── INFORMATION
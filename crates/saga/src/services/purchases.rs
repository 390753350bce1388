//! Purchase store trait and in-memory implementation.

use std::collections::HashMap;
use std::sync::{Arc, RwLock};

use async_trait::async_trait;
use common::UserId;
use domain::{PurchaseRecord, PurchaseToken};

use crate::error::ServiceError;

const SERVICE: &str = "purchase-store";

/// Stores the token/purchase pairs the saga creates.
///
/// Deletes are idempotent: deleting a token or record that does not exist
/// succeeds, which keeps compensation safe to run against partial writes.
#[async_trait]
pub trait PurchaseStore: Send + Sync {
    /// Writes a purchase token.
    async fn insert_token(&self, token: PurchaseToken) -> Result<(), ServiceError>;

    /// Writes a purchase record.
    async fn insert_purchase(&self, record: PurchaseRecord) -> Result<(), ServiceError>;

    /// Deletes a token by its value.
    async fn delete_token(&self, token: &str) -> Result<(), ServiceError>;

    /// Deletes a purchase record by its token value.
    async fn delete_purchase(&self, token: &str) -> Result<(), ServiceError>;
}

#[derive(Debug, Default)]
struct InMemoryPurchaseState {
    tokens: HashMap<String, PurchaseToken>,
    purchases: HashMap<String, PurchaseRecord>,
    fail_on_insert_token: bool,
    /// When set, `insert_purchase` fails once this many records exist.
    fail_insert_purchase_after: Option<usize>,
    fail_on_delete: bool,
}

/// In-memory purchase store for testing.
#[derive(Debug, Clone, Default)]
pub struct InMemoryPurchaseStore {
    state: Arc<RwLock<InMemoryPurchaseState>>,
}

impl InMemoryPurchaseStore {
    /// Creates a new empty purchase store.
    pub fn new() -> Self {
        Self::default()
    }

    /// Returns the number of stored tokens.
    pub fn token_count(&self) -> usize {
        self.state.read().unwrap().tokens.len()
    }

    /// Returns the number of stored purchase records.
    pub fn purchase_count(&self) -> usize {
        self.state.read().unwrap().purchases.len()
    }

    /// Returns true if a token with the given value exists.
    pub fn has_token(&self, token: &str) -> bool {
        self.state.read().unwrap().tokens.contains_key(token)
    }

    /// Returns all tokens belonging to a user, newest last.
    pub fn tokens_for_user(&self, user_id: &UserId) -> Vec<PurchaseToken> {
        let state = self.state.read().unwrap();
        let mut tokens: Vec<PurchaseToken> = state
            .tokens
            .values()
            .filter(|t| &t.user_id == user_id)
            .cloned()
            .collect();
        tokens.sort_by_key(|t| t.created_at);
        tokens
    }

    /// Configures token inserts to fail.
    pub fn set_fail_on_insert_token(&self, fail: bool) {
        self.state.write().unwrap().fail_on_insert_token = fail;
    }

    /// Configures `insert_purchase` to fail once `after` records exist.
    /// `after = 0` fails the first insert.
    pub fn fail_insert_purchase_after(&self, after: usize) {
        self.state.write().unwrap().fail_insert_purchase_after = Some(after);
    }

    /// Configures delete calls to fail.
    pub fn set_fail_on_delete(&self, fail: bool) {
        self.state.write().unwrap().fail_on_delete = fail;
    }
}

#[async_trait]
impl PurchaseStore for InMemoryPurchaseStore {
    async fn insert_token(&self, token: PurchaseToken) -> Result<(), ServiceError> {
        let mut state = self.state.write().unwrap();
        if state.fail_on_insert_token {
            return Err(ServiceError::new(SERVICE, "token write failed"));
        }
        state.tokens.insert(token.token.clone(), token);
        Ok(())
    }

    async fn insert_purchase(&self, record: PurchaseRecord) -> Result<(), ServiceError> {
        let mut state = self.state.write().unwrap();
        if let Some(after) = state.fail_insert_purchase_after
            && state.purchases.len() >= after
        {
            return Err(ServiceError::new(SERVICE, "purchase write failed"));
        }
        state.purchases.insert(record.token.clone(), record);
        Ok(())
    }

    async fn delete_token(&self, token: &str) -> Result<(), ServiceError> {
        let mut state = self.state.write().unwrap();
        if state.fail_on_delete {
            return Err(ServiceError::new(SERVICE, "token delete failed"));
        }
        state.tokens.remove(token);
        Ok(())
    }

    async fn delete_purchase(&self, token: &str) -> Result<(), ServiceError> {
        let mut state = self.state.write().unwrap();
        if state.fail_on_delete {
            return Err(ServiceError::new(SERVICE, "purchase delete failed"));
        }
        state.purchases.remove(token);
        Ok(())
    }
}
────
● ASSIGNED TASK
Transcribe all of the data so that each line matches the source exactly.

● FINISHED TASK
filename crates/saga/src/services/purchases.rs
repository 390753350bce1388
//! Purchase store trait and in-memory implementation.

use std::collections::HashMap;
use std::sync::{Arc, RwLock};

use async_trait::async_trait;
use common::UserId;
use domain::{PurchaseRecord, PurchaseToken};

use crate::error::ServiceError;

const SERVICE: &str = "purchase-store";

/// Stores the token/purchase pairs the saga creates.
///
/// Deletes are idempotent: deleting a token or record that does not exist
/// succeeds, which keeps compensation safe to run against partial writes.
#[async_trait]
pub trait PurchaseStore: Send + Sync {
    /// Writes a purchase token.
    async fn insert_token(&self, token: PurchaseToken) -> Result<(), ServiceError>;

    /// Writes a purchase record.
    async fn insert_purchase(&self, record: PurchaseRecord) -> Result<(), ServiceError>;

    /// Deletes a token by its value.
    async fn delete_token(&self, token: &str) -> Result<(), ServiceError>;

    /// Deletes a purchase record by its token value.
    async fn delete_purchase(&self, token: &str) -> Result<(), ServiceError>;
}

#[derive(Debug, Default)]
struct InMemoryPurchaseState {
    tokens: HashMap<String, PurchaseToken>,
    purchases: HashMap<String, PurchaseRecord>,
    fail_on_insert_token: bool,
    /// When set, `insert_purchase` fails once this many records exist.
    fail_insert_purchase_after: Option<usize>,
    fail_on_delete: bool,
}

/// In-memory purchase store for testing.
#[derive(Debug, Clone, Default)]
pub struct InMemoryPurchaseStore {
    state: Arc<RwLock<InMemoryPurchaseState>>,
}

impl InMemoryPurchaseStore {
    /// Creates a new empty purchase store.
    pub fn new() -> Self {
        Self::default()
    }

    /// Returns the number of stored tokens.
    pub fn token_count(&self) -> usize {
        self.state.read().unwrap().tokens.len()
    }

    /// Returns the number of stored purchase records.
    pub fn purchase_count(&self) -> usize {
        self.state.read().unwrap().purchases.len()
    }

    /// Returns true if a token with the given value exists.
    pub fn has_token(&self, token: &str) -> bool {
        self.state.read().unwrap().tokens.contains_key(token)
    }

    /// Returns all tokens belonging to a user, newest last.
    pub fn tokens_for_user(&self, user_id: &UserId) -> Vec<PurchaseToken> {
        let state = self.state.read().unwrap();
        let mut tokens: Vec<PurchaseToken> = state
            .tokens
            .values()
            .filter(|t| &t.user_id == user_id)
            .cloned()
            .collect();
        tokens.sort_by_key(|t| t.created_at);
        tokens
    }

    /// Configures token inserts to fail.
    pub fn set_fail_on_insert_token(&self, fail: bool) {
        self.state.write().unwrap().fail_on_insert_token = fail;
    }

    /// Configures `insert_purchase` to fail once `after` records exist.
    /// `after = 0` fails the first insert.
    pub fn fail_insert_purchase_after(&self, after: usize) {
        self.state.write().unwrap().fail_insert_purchase_after = Some(after);
    }

    /// Configures delete calls to fail.
    pub fn set_fail_on_delete(&self, fail: bool) {
        self.state.write().unwrap().fail_on_delete = fail;
    }
}

#[async_trait]
impl PurchaseStore for InMemoryPurchaseStore {
    async fn insert_token(&self, token: PurchaseToken) -> Result<(), ServiceError> {
        let mut state = self.state.write().unwrap();
        if state.fail_on_insert_token {
            return Err(ServiceError::new(SERVICE, "token write failed"));
        }
        state.tokens.insert(token.token.clone(), token);
        Ok(())
    }

    async fn insert_purchase(&self, record: PurchaseRecord) -> Result<(), ServiceError> {
        let mut state = self.state.write().unwrap();
        if let Some(after) = state.fail_insert_purchase_after
            && state.purchases.len() >= after
        {
            return Err(ServiceError::new(SERVICE, "purchase write failed"));
        }
        state.purchases.insert(record.token.clone(), record);
        Ok(())
    }

    async fn delete_token(&self, token: &str) -> Result<(), ServiceError> {
        let mut state = self.state.write().unwrap();
        if state.fail_on_delete {
            return Err(ServiceError::new(SERVICE, "token delete failed"));
        }
        state.tokens.remove(token);
        Ok(())
    }

    async fn delete_purchase(&self, token: &str) -> Result<(), ServiceError> {
        let mut state = self.state.write().unwrap();
        if state.fail_on_delete {
            return Err(ServiceError::new(SERVICE, "purchase delete failed"));
        }
        state.purchases.remove(token);
        Ok(())
    }
}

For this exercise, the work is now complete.